Rompe o coração ver jovens mobilizados que perguntam porque todos os adultos permitiram que se chegasse a este ponto em que o próprio futuro está sendo anulado de propósito. Mas também oferecem parte da única resposta possível, na qual existe o renascimento desse futuro hoje, quando estes mesmos jovens indignados declaram: “somos a mudança que estávamos esperando”.

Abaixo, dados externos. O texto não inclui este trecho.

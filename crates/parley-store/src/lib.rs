pub mod error;
pub mod locks;
pub mod memory;
pub mod record;
pub mod sqlite;

pub use error::{Result, StoreError};
pub use locks::KeyLocks;
pub use memory::MemoryStore;
pub use record::{Record, Store};
pub use sqlite::SqliteStore;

Essa frase não é nova e tem retumbado ao longo dos momentos mais nobres da história neste e em outros países, com diferentes palavras, mas é mais urgente que nunca, agora diante de uma das eras mais escuras neste país. É escutada em vários rincões e expressões – muitas das quais não são tão divulgadas. Está presente, por exemplo, na greve de 20 mil trabalhadores de telecomunicações da AT&T em nove estados que começou no mês passado por práticas abusivas patronais e falta de direitos trabalhistas. Ao longo dos últimos dois anos, assombraram (as cúpulas e outros) greves com dezenas de milhares de professores, milhares de trabalhadores na indústria hoteleira (Marriott) e no setor de saúde, outros milhares em ações para obter direitos trabalhistas básicos no ramo de comida rápida.
De repente, há propostas progressistas que estão ocupando o centro do debate político do país, desde um New Deal Verde, a um seguro de saúde universal, acesso gratuito às universidades públicas e muito mais.
Algumas pessoas dizem que o nível de “ativismo” e o mosaico de resistência contra o assalto da direita neste país nunca foi mais amplo, com surpreendentes expressões de apoio para o “socialismo” por 40 por cento da população, maiorias favorecendo a legalização e o respeito dos direitos dos imigrantes, como a defesa de liberdades civis de todos. Outros indicam que as maiores manifestações de protesto na história estadunidense foram impulsionadas durante os dois anos e meio do regime atual.
De tudo isto, junto com o resgate das histórias e das lutas contra o fim da história, talvez haja a possibilidade, talvez a última, de um renascimento.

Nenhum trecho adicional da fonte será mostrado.